This is the July entry for The Insecure Writer's Support Group Blog Hop.
The hop takes place on the first Wednesday of every month. All are welcome to sign up and participate, and visit the blogs of the other participants.
This month's co-hosts are Tamara Narayan, Pat Hatt, Patricia Lynne, Juneta Key, and Doreen McGettigan. Go visit their blogs, and join in!
The question for July 5 is:
What is one valuable lesson you've learned since you started writing?
That one is easy, though I find I have to cut my way through various good lessons I have learned in my writing path. You know: setting the scene correctly, keeping your characters straight, avoid cliches, allow for development, let the plot unfold skilfully... Lots of good lessons that will help you to write better, keep your stories unfolding properly, clarify characters...
|A few of my notebooks
But the valuable lesson that underlies all of that, without which I, for one, can't write, is easy and embarrassingly basic.
Write it down.
To expand: if you get an idea, preserve it in a form that you can retrieve.
Have access to something that will help you capture the ideas. Carry a pen and a notebook.
|Wax tablets and stylus: the past never leaves us
Wax tablets and a stylus are rather cumbersome, but they have served over the millennia. And if you are writing about the distant past, you can get a feel for how they worked. (Some stores actually still sell them, like this one...)
Enable the dictation feature on your iPhone (if you have one). Or call yourself and leave yourself a message. (But do tell your family not to delete such messages until you have had a chance to listen to them.)

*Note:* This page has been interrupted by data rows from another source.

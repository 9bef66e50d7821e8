//! The round state machine.
//!
//! ```text
//! idle ──start_countdown──▶ counting_down ──start_game──▶ playing ◀──▶ paused
//!  ▲                                                          │
//!  └──────────────────────── reset (from any state) ◀── finished (time_left = 0)
//! ```
//!
//! Every operation is total: an operation that does not apply in the
//! current state leaves the session untouched and returns `false`.  Stale
//! callbacks (a tilt that lands after the buzzer, a button press while
//! paused) are expected and silently dropped.

use std::collections::VecDeque;

use charades_deck::{Card, Deck, DeckPayload};
use serde::Serialize;

use crate::classifier::Guess;
use crate::error::Result;

/// Length of a round. Fixed: `time_left` lives in `[0, ROUND_SECONDS]`.
pub const ROUND_SECONDS: u32 = 60;

// ════════════════════════════════════════════════════════════════════════════
// Status
// ════════════════════════════════════════════════════════════════════════════

#[derive(Clone, Copy, Debug, PartialEq, Eq, Hash, Serialize)]
#[serde(rename_all = "snake_case")]
pub enum Status {
    Idle,
    CountingDown,
    Playing,
    Paused,
    Finished,
}

impl Status {
    pub fn label(self) -> &'static str {
        match self {
            Status::Idle         => "idle",
            Status::CountingDown => "counting_down",
            Status::Playing      => "playing",
            Status::Paused       => "paused",
            Status::Finished     => "finished",
        }
    }
}

// ════════════════════════════════════════════════════════════════════════════
// SensorActive
// ════════════════════════════════════════════════════════════════════════════

/// Proof that tilt input may currently move cards.
///
/// Only [`GameSessionMachine::sensor_active`] hands these out: while
/// `playing` with sensor permission.  Pausing, finishing or resetting stops
/// the supply, so the pipeline goes quiet without any flag bookkeeping.
#[derive(Clone, Copy, Debug, PartialEq, Eq)]
pub struct SensorActive {
    _sealed: (),
}

impl SensorActive {
    pub(crate) fn mint() -> Self { SensorActive { _sealed: () } }
}

// ════════════════════════════════════════════════════════════════════════════
// GameSession
// ════════════════════════════════════════════════════════════════════════════

/// State of one round.  Only the machine mutates it; everyone else sees a
/// shared reference or a clone.
#[derive(Clone, Debug, PartialEq)]
pub struct GameSession {
    pub status:               Status,
    pub deck:                 Option<Deck>,
    pub remaining:            VecDeque<Card>,
    pub current:              Option<Card>,
    pub correct:              Vec<Card>,
    pub passed:               Vec<Card>,
    pub time_left:            u32,
    pub has_permission:       bool,
    pub permission_requested: bool,
}

impl GameSession {
    fn initial(has_permission: bool, permission_requested: bool) -> Self {
        GameSession {
            status:    Status::Idle,
            deck:      None,
            remaining: VecDeque::new(),
            current:   None,
            correct:   Vec::new(),
            passed:    Vec::new(),
            time_left: ROUND_SECONDS,
            has_permission,
            permission_requested,
        }
    }

    /// Cards still accounted for across all four piles.  Equals the deck
    /// size whenever a deck is loaded.
    pub fn cards_accounted(&self) -> usize {
        self.remaining.len()
            + usize::from(self.current.is_some())
            + self.correct.len()
            + self.passed.len()
    }

    pub fn summary(&self) -> RoundSummary {
        RoundSummary::new(
            self.deck.as_ref().map(|d| d.title().to_string()).unwrap_or_default(),
            self.correct.clone(),
            self.passed.clone(),
        )
    }
}

impl Default for GameSession {
    fn default() -> Self { GameSession::initial(false, false) }
}

// ════════════════════════════════════════════════════════════════════════════
// RoundSummary
// ════════════════════════════════════════════════════════════════════════════

#[derive(Clone, Copy, Debug, PartialEq, Eq, Serialize)]
pub enum Rating {
    Great,
    Good,
    Okay,
}

impl Rating {
    pub fn glyph(self) -> &'static str {
        match self {
            Rating::Great => "🎉",
            Rating::Good  => "👍",
            Rating::Okay  => "😊",
        }
    }

    pub fn label(self) -> &'static str {
        match self {
            Rating::Great => "great",
            Rating::Good  => "good",
            Rating::Okay  => "okay",
        }
    }
}

/// End-of-round tally.
#[derive(Clone, Debug, PartialEq, Eq, Serialize)]
pub struct RoundSummary {
    pub deck_title: String,
    pub score:      usize,
    /// Cards that left play (correct + passed).
    pub total:      usize,
    /// `round(100 * score / total)`, 0 for an empty round.
    pub percentage: u32,
    pub rating:     Rating,
    pub correct:    Vec<Card>,
    pub passed:     Vec<Card>,
}

impl RoundSummary {
    pub fn new(deck_title: String, correct: Vec<Card>, passed: Vec<Card>) -> Self {
        let score = correct.len();
        let total = score + passed.len();
        let percentage = if total == 0 {
            0
        } else {
            ((score as f64 / total as f64) * 100.0).round() as u32
        };
        let rating = match percentage {
            70.. => Rating::Great,
            50.. => Rating::Good,
            _    => Rating::Okay,
        };
        RoundSummary { deck_title, score, total, percentage, rating, correct, passed }
    }
}

// ════════════════════════════════════════════════════════════════════════════
// GameSessionMachine
// ════════════════════════════════════════════════════════════════════════════

#[derive(Debug, Default)]
pub struct GameSessionMachine {
    session: GameSession,
}

impl GameSessionMachine {
    pub fn new() -> Self { Self::default() }

    pub fn session(&self) -> &GameSession { &self.session }
    pub fn status(&self)  -> Status       { self.session.status }

    /// Granted while playing with sensor permission.
    pub fn sensor_active(&self) -> Option<SensorActive> {
        (self.session.status == Status::Playing && self.session.has_permission)
            .then(SensorActive::mint)
    }

    /// The 1 Hz timer should be running.
    pub fn timer_active(&self) -> bool {
        self.session.status == Status::Playing
    }

    // ── deck ─────────────────────────────────────────────────────────────

    /// Install a deck and re-deal the piles.  Status and permission are
    /// left alone; the caller starts the countdown separately.
    pub fn load_deck(&mut self, deck: Deck) -> bool {
        tracing::debug!(id = deck.id(), status = self.status().label(), "deck loaded");
        let s = &mut self.session;
        s.remaining = deck.cards().iter().cloned().collect();
        s.current   = None;
        s.correct.clear();
        s.passed.clear();
        s.deck      = Some(deck);
        true
    }

    /// Validate a payload and install it.  On error the previous deck and
    /// piles are kept.
    pub fn load_payload(&mut self, payload: DeckPayload) -> Result<()> {
        let deck = payload.into_deck().map_err(|e| {
            tracing::warn!(error = %e, "deck rejected");
            e
        })?;
        self.load_deck(deck);
        Ok(())
    }

    // ── transitions ──────────────────────────────────────────────────────

    pub fn start_countdown(&mut self) -> bool {
        if self.session.status != Status::Idle || self.session.deck.is_none() {
            tracing::trace!(status = self.status().label(), "start_countdown ignored");
            return false;
        }
        self.transition(Status::CountingDown);
        true
    }

    /// Deal the first card and start the clock.
    pub fn start_game(&mut self) -> bool {
        if self.session.status != Status::CountingDown {
            tracing::trace!(status = self.status().label(), "start_game ignored");
            return false;
        }
        let s = &mut self.session;
        s.current   = s.remaining.pop_front();
        s.time_left = ROUND_SECONDS;
        self.transition(Status::Playing);
        tracing::info!(card = ?self.session.current.as_ref().map(Card::as_str), "round started");
        true
    }

    /// Move the current card onto the correct or passed pile and deal the
    /// next one.  An exhausted deck leaves no current card; only the clock
    /// ends the round.
    pub fn apply(&mut self, guess: Guess) -> bool {
        if self.session.status != Status::Playing {
            tracing::trace!(?guess, status = self.status().label(), "guess ignored");
            return false;
        }
        let s = &mut self.session;
        let Some(card) = s.current.take() else {
            tracing::trace!(?guess, "guess ignored, no card in play");
            return false;
        };
        tracing::debug!(?guess, card = card.as_str(), "card scored");
        match guess {
            Guess::Correct => s.correct.push(card),
            Guess::Pass    => s.passed.push(card),
        }
        s.current = s.remaining.pop_front();
        true
    }

    /// One second off the clock.  The tick that reaches zero finishes the
    /// round in the same step.
    pub fn tick(&mut self) -> bool {
        if self.session.status != Status::Playing {
            return false;
        }
        let left = self.session.time_left.saturating_sub(1);
        self.session.time_left = left;
        if left == 0 {
            self.transition(Status::Finished);
            tracing::info!(
                correct = self.session.correct.len(),
                passed  = self.session.passed.len(),
                "round finished"
            );
        }
        true
    }

    pub fn pause(&mut self) -> bool {
        if self.session.status != Status::Playing {
            return false;
        }
        self.transition(Status::Paused);
        true
    }

    pub fn resume(&mut self) -> bool {
        if self.session.status != Status::Paused {
            return false;
        }
        self.transition(Status::Playing);
        true
    }

    /// Back to a fresh idle session.  Only the permission fields survive.
    pub fn reset(&mut self) -> bool {
        let s = &self.session;
        self.session = GameSession::initial(s.has_permission, s.permission_requested);
        tracing::debug!("session reset");
        true
    }

    pub fn set_permission(&mut self, granted: bool) -> bool {
        self.session.has_permission       = granted;
        self.session.permission_requested = true;
        true
    }

    fn transition(&mut self, to: Status) {
        tracing::debug!(from = self.session.status.label(), to = to.label(), "status");
        self.session.status = to;
    }
}

// ════════════════════════════════════════════════════════════════════════════
// Tests
// ════════════════════════════════════════════════════════════════════════════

The important thing is to capture your thoughts. I have had too many times where I had a brainstorm - a plot twist, the answer to something that had been puzzling me - and thought 'Oh, yeah. That is perfect! I'll write it down when I get home.'
|A few of my notebooks
The thing is that I often get busy and forget to write that scene when I get home. In fact, I find myself trying to recall what scene it was, what story line, and what characters.

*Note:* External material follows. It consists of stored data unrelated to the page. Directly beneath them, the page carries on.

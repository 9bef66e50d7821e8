//! JSON deck ingestion.
//!
//! The wire shape is the one the remote deck generator returns:
//!
//! ```json
//! { "title": "Space", "icon": "🚀", "cards": ["Rocket", "Moon", "..."] }
//! ```
//!
//! `id` is optional; when absent one is generated.

use std::fs;
use std::path::Path;
use std::time::{SystemTime, UNIX_EPOCH};

use rand::Rng;
use serde::{Deserialize, Serialize};

use crate::deck::Deck;
use crate::error::DeckError;

/// Unvalidated deck as it arrives from a supplier.
#[derive(Clone, Debug, PartialEq, Eq, Serialize, Deserialize)]
pub struct DeckPayload {
    #[serde(default, skip_serializing_if = "Option::is_none")]
    pub id:    Option<String>,
    pub title: String,
    #[serde(default)]
    pub icon:  String,
    pub cards: Vec<String>,
}

impl DeckPayload {
    /// Validate into a playable [`Deck`].
    pub fn into_deck(self) -> Result<Deck, DeckError> {
        let id = self.id.unwrap_or_else(generate_id);
        Deck::new(id, &self.title, &self.icon, self.cards)
    }
}

impl From<&Deck> for DeckPayload {
    fn from(deck: &Deck) -> Self {
        DeckPayload {
            id:    Some(deck.id().to_string()),
            title: deck.title().to_string(),
            icon:  deck.icon().to_string(),
            cards: deck.cards().iter().map(|c| c.as_str().to_string()).collect(),
        }
    }
}

impl Deck {
    /// Parse and validate a JSON payload.
    pub fn from_json(json: &str) -> Result<Deck, DeckError> {
        let payload: DeckPayload = serde_json::from_str(json)?;
        payload.into_deck()
    }

    /// Read a JSON payload from disk.
    pub fn load(path: impl AsRef<Path>) -> Result<Deck, DeckError> {
        let path = path.as_ref();
        let json = fs::read_to_string(path).map_err(|source| DeckError::Io {
            path: path.to_path_buf(),
            source,
        })?;
        let deck = Deck::from_json(&json)?;
        tracing::debug!(path = %path.display(), id = deck.id(), "loaded deck file");
        Ok(deck)
    }

    pub fn to_json(&self) -> Result<String, DeckError> {
        Ok(serde_json::to_string_pretty(&DeckPayload::from(self))?)
    }
}

/// `custom_<unix millis>_<9 base-36 chars>`.
fn generate_id() -> String {
    const ALPHABET: &[u8] = b"0123456789abcdefghijklmnopqrstuvwxyz";
    let millis = SystemTime::now()
        .duration_since(UNIX_EPOCH)
        .map(|d| d.as_millis())
        .unwrap_or(0);
    let mut rng = rand::thread_rng();
    let suffix: String = (0..9)
        .map(|_| ALPHABET[rng.gen_range(0..ALPHABET.len())] as char)
        .collect();
    format!("custom_{}_{}", millis, suffix)
}

// ════════════════════════════════════════════════════════════════════════════
// Tests
// ════════════════════════════════════════════════════════════════════════════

We all have a lot going on, whether or not we are writers. Things that snag our attention, and we're all to willing to succumb to a lovely distraction. Or a disgusting one. Sometimes we get tired. And sometimes life really gets in the way and we lose our focus while dealing with concerns like death, unemployment, friends' celebrations and scooping litter pans.
I started carrying a notebook around with me and jotting down whatever I thought. Over the years I developed a system with notebooks that were dedicated to whatever I was working on at the moment. I would date the note, jot whatever it was that I thought and then, once I got around to transcribing it, making a line across the entry. But what if you are working on, say, a story involving the Cat Show world and you have an idea for something a French veteran of the Napoleonic wars might say? Write it down as you can. Or... Get a notebook with different sections and jot it in there. It doesn't matter, so long as the idea is captured.

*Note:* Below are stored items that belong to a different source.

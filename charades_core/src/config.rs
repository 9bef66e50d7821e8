//! Configuration
//!
//! ```toml
//! [tilt]
//! pass_gamma_low = -50.0
//! pass_gamma_high = 0.0
//! correct_beta_abs = 140.0
//! cooldown_ms = 1000
//!
//! [timing]
//! tick_interval_ms = 1000
//! countdown_secs = 3
//! finish_linger_ms = 1000
//! feedback_ms = 300
//!
//! [sensor]
//! sample_hz = 50
//! default_gamma = -90.0
//! ```
//!
//! Every key is optional.  The round length is not configurable.

use std::path::{Path, PathBuf};
use std::time::Duration;

use serde::{Deserialize, Serialize};

use crate::calibration::DEFAULT_NEUTRAL_GAMMA;
use crate::classifier::TiltThresholds;
use crate::error::{Error, Result};

#[derive(Debug, Clone, Default, PartialEq, Serialize, Deserialize)]
#[serde(default)]
pub struct GameConfig {
    pub tilt:   TiltThresholds,
    pub timing: TimingConfig,
    pub sensor: SensorConfig,
}

#[derive(Debug, Clone, PartialEq, Serialize, Deserialize)]
#[serde(default)]
pub struct TimingConfig {
    /// Period of the round clock.  One tick removes one second.
    pub tick_interval_ms: u64,
    /// 3-2-1 before the first card.
    pub countdown_secs:   u32,
    /// How long the finished card screen stays up before the results.
    pub finish_linger_ms: u64,
    /// Correct/pass flash.
    pub feedback_ms:      u64,
}

impl Default for TimingConfig {
    fn default() -> Self {
        TimingConfig {
            tick_interval_ms: 1000,
            countdown_secs:   3,
            finish_linger_ms: 1000,
            feedback_ms:      300,
        }
    }
}

impl TimingConfig {
    pub fn tick_interval(&self) -> Duration { Duration::from_millis(self.tick_interval_ms) }
    pub fn countdown(&self)     -> Duration { Duration::from_secs(self.countdown_secs as u64) }
    pub fn finish_linger(&self) -> Duration { Duration::from_millis(self.finish_linger_ms) }
    pub fn feedback(&self)      -> Duration { Duration::from_millis(self.feedback_ms) }
}

#[derive(Debug, Clone, PartialEq, Serialize, Deserialize)]
#[serde(default)]
pub struct SensorConfig {
    /// Rate of the simulated sensor.
    pub sample_hz:     u32,
    /// Baseline gamma when the calibrating sample has none.
    pub default_gamma: f64,
}

impl Default for SensorConfig {
    fn default() -> Self {
        SensorConfig { sample_hz: 50, default_gamma: DEFAULT_NEUTRAL_GAMMA }
    }
}

impl SensorConfig {
    pub fn sample_period(&self) -> Duration {
        Duration::from_micros(1_000_000 / self.sample_hz.max(1) as u64)
    }
}

impl GameConfig {
    /// Check value ranges; the error names the first offending key.
    pub fn validate(&self) -> Result<()> {
        let t = &self.tilt;
        if !(-90.0..=90.0).contains(&t.pass_gamma_low) || !(-90.0..=90.0).contains(&t.pass_gamma_high) {
            return Err(Error::Config(format!(
                "tilt.pass_gamma_low/high must be in [-90, 90], got {} / {}",
                t.pass_gamma_low, t.pass_gamma_high
            )));
        }
        if t.pass_gamma_low >= t.pass_gamma_high {
            return Err(Error::Config(format!(
                "tilt.pass_gamma_low ({}) must be below pass_gamma_high ({})",
                t.pass_gamma_low, t.pass_gamma_high
            )));
        }
        if !(0.0..180.0).contains(&t.correct_beta_abs) {
            return Err(Error::Config(format!(
                "tilt.correct_beta_abs must be in [0, 180), got {}", t.correct_beta_abs
            )));
        }
        if t.cooldown_ms > 10_000 {
            return Err(Error::Config(format!(
                "tilt.cooldown_ms must be at most 10000, got {}", t.cooldown_ms
            )));
        }
        if self.timing.tick_interval_ms == 0 {
            return Err(Error::Config("timing.tick_interval_ms must be > 0".to_string()));
        }
        if self.timing.countdown_secs > 10 {
            return Err(Error::Config(format!(
                "timing.countdown_secs must be at most 10, got {}", self.timing.countdown_secs
            )));
        }
        if !(1..=240).contains(&self.sensor.sample_hz) {
            return Err(Error::Config(format!(
                "sensor.sample_hz must be in [1, 240], got {}", self.sensor.sample_hz
            )));
        }
        if !(-90.0..=90.0).contains(&self.sensor.default_gamma) {
            return Err(Error::Config(format!(
                "sensor.default_gamma must be in [-90, 90], got {}", self.sensor.default_gamma
            )));
        }
        Ok(())
    }

    pub fn load(path: &Path) -> Result<Self> {
        let content = std::fs::read_to_string(path)?;
        let config: Self = toml::from_str(&content).map_err(|e| Error::Config(e.to_string()))?;
        config.validate()?;
        Ok(config)
    }

    /// The default location if it exists, built-in defaults otherwise.
    pub fn load_default() -> Result<Self> {
        let path = Self::default_path();
        if path.exists() {
            Self::load(&path)
        } else {
            Ok(Self::default())
        }
    }

    pub fn default_path() -> PathBuf {
        dirs::home_dir()
            .map(|h| h.join(".tilt_charades").join("config.toml"))
            .unwrap_or_else(|| PathBuf::from("config.toml"))
    }

    pub fn to_toml(&self) -> Result<String> {
        toml::to_string_pretty(self).map_err(|e| Error::Config(e.to_string()))
    }
}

|Paper towels work, too...
I worked for a clothing store, part time, a few years back. I had long stretches where I had to monitor the store's dressing room. I was working on one of my Egyptian stories at that time, and ideas were coming thick and fast. I had no way to carry in a notebook, and I needed to capture the ideas/ clarifications/ brainstorms as they occurred... So I used paper towels. I wrote a post about it a few years back. Here's a photo of the notes. Some are crumpled from being shoved into my pocket.
Sometimes, if I am at loose ends with a story, I will leaf through my notebooks. For me, it helps to rekindle the ideas, the sense of adventure.
That is one of the most important practical lessons I learned when I started writing. Other lessons? There were plenty.
I'm off to read everyone else's insights.